Setting Up the Right Data Foundation to Implement AI Models in Your Organization

Insight from the Edge
Insight from the Edge
6 min readJul 27, 2023

By Dan Kronstal, Principal Architect, Solutions, Insight Enterprises

It shouldn’t come as a shock, but Insight is now officially leveraging OpenAI’s ChatGPT — well… an internal version of ChatGPT called Insight GPT to meet our own specific day-to-day needs as a Solutions Integrator.

Now, it’s a fairly big step, but it isn’t a shock, because Insight is far from alone. With The Harris Poll, Insight asked leaders at businesses with over 1,000 employees about generative Artificial Intelligence (AI), which is what ChatGPT leverages. The responses were compiled in our report, “Beyond Hypotheticals: Understanding the Real Possibilities of Generative AI.” As an illustration, 82% of leaders say their company has established or is in the process of developing internal generative AI policies.

While ChatGPT is gaining traction all on its own, it’s one of several AI models that companies from various sectors can use and are using as a foundation to build their own.

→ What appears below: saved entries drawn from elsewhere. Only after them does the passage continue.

use std::fmt;
use std::str::FromStr;

use serde::{Deserialize, Serialize};
use serde_json::{Map, Value};

use crate::utils::validation::ErrorTree;

const MAX_LENGTH: usize = 255;

#[derive(Debug, Clone, Copy, PartialEq, Eq, Hash, Serialize, Deserialize)]
#[serde(rename_all = "snake_case")]
pub enum QuestionType {
    SelectOne,
    SelectMany,
    Numeric,
    Open,
    Text,
    Image,
    Video,
    Audio,
    GeoPoint,
    #[serde(rename = "datetime")]
    DateTime,
    Date,
    Time,
}

impl QuestionType {
    pub const ALL: [QuestionType; 12] = [
        Self::SelectOne,
        Self::SelectMany,
        Self::Numeric,
        Self::Open,
        Self::Text,
        Self::Image,
        Self::Video,
        Self::Audio,
        Self::GeoPoint,
        Self::DateTime,
        Self::Date,
        Self::Time,
    ];

    pub fn as_str(self) -> &'static str {
        match self {
            Self::SelectOne => "select_one",
            Self::SelectMany => "select_many",
            Self::Numeric => "numeric",
            Self::Open => "open",
            Self::Text => "text",
            Self::Image => "image",
            Self::Video => "video",
            Self::Audio => "audio",
            Self::GeoPoint => "geo_point",
            Self::DateTime => "datetime",
            Self::Date => "date",
            Self::Time => "time",
        }
    }

    /// Types an `open` question's response may declare, sorted by name
    pub fn open_response_types() -> Vec<&'static str> {
        let mut names: Vec<&'static str> = Self::ALL
            .iter()
            .filter(|t| **t != Self::Open)
            .map(|t| t.as_str())
            .collect();
        names.sort_unstable();
        names
    }
}

impl fmt::Display for QuestionType {
    fn fmt(&self, f: &mut fmt::Formatter<'_>) -> fmt::Result {
        f.write_str(self.as_str())
    }
}

impl FromStr for QuestionType {
    type Err = String;

    fn from_str(s: &str) -> Result<Self, Self::Err> {
        Self::ALL
            .iter()
            .copied()
            .find(|t| t.as_str() == s)
            .ok_or_else(|| format!("Value '{s}' is not a valid choice."))
    }
}

/// A stored question
#[derive(Debug, Clone, PartialEq)]
pub struct FlowQuestion {
    pub primary_key: i64,
    pub flow_key: i64,
    pub id: String,
    pub question_type: QuestionType,
    pub label: String,
    pub type_options: Map<String, Value>,
}

/// A validated question waiting to be stored
#[derive(Debug, Clone, PartialEq)]
pub struct NewQuestion {
    pub id: String,
    pub question_type: QuestionType,
    pub label: String,
    pub type_options: Map<String, Value>,
}

impl NewQuestion {
    /// Model-level checks. Errors are keyed by field name.
    pub fn build(
        id: &str,
        raw_type: &str,
        label: &str,
        type_options: Map<String, Value>,
    ) -> Result<Self, ErrorTree> {
        let mut errors: ErrorTree = ErrorTree::new();

        check_length(&mut errors, "id", id);
        check_length(&mut errors, "label", label);

        let question_type: Option<QuestionType> = errors.check("type", raw_type.parse());

        if let Some(question_type) = question_type {
            for message in validate_type_options(question_type, &type_options) {
                errors.add("type_options", message);
            }
        }

        match question_type {
            Some(question_type) => errors.finish(Self {
                id: id.to_string(),
                question_type,
                label: label.to_string(),
                type_options,
            }),
            None => Err(errors),
        }
    }
}

fn check_length(errors: &mut ErrorTree, field: &str, value: &str) {
    if value.trim().is_empty() {
        errors.add(field, "This field cannot be blank.");
    }
    let length: usize = value.chars().count();
    if length > MAX_LENGTH {
        errors.add(
            field,
            format!("Ensure this value has at most {MAX_LENGTH} characters (it has {length})."),
        );
    }
}

/// Checks the options a question type requires. Returns one message per problem.
pub fn validate_type_options(question_type: QuestionType, type_options: &Map<String, Value>) -> Vec<String> {
    let mut messages: Vec<String> = Vec::new();

    match question_type {
        QuestionType::SelectOne | QuestionType::SelectMany => match type_options.get("choices") {
            None => messages.push(format!("choices is required for {question_type} type")),
            Some(Value::Array(_)) => {}
            Some(_) => messages.push("choices must be an array".to_string()),
        },
        QuestionType::Numeric => match type_options.get("range") {
            None => {}
            Some(Value::Array(items)) => {
                if !items.iter().all(|item| item.is_i64() || item.is_u64()) {
                    messages.push("range can only contain integers".to_string());
                } else if items.len() != 2 {
                    messages.push("range must contain exactly 2 items".to_string());
                }
            }
            Some(_) => messages.push("range must be an array".to_string()),
        },
        _ => {}
    }

    messages
}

They’re each presumably leveraging their own data to serve their own purposes, though. Based on our experiences at Insight, that would be the right way to go about it, anyway.

AI models are like librarians?

Our friends at Microsoft at a recent Executive Briefing Centre (EBC) event shared another analogy to AI models that I think fits perfectly. Think of large language models (so, ChatGPT) as librarians. Like librarians, they know about books in the library and can answer questions about what’s in those books. This is where it gets tricky, though.

Like a librarian, AI can have access to excellent references in the same vein as encyclopaedias, biographies, etc. Also like a librarian, AI can have access to great works of fiction too, though. Ask the AI a general-knowledge question and it won’t necessarily know the difference between the two, generating an answer.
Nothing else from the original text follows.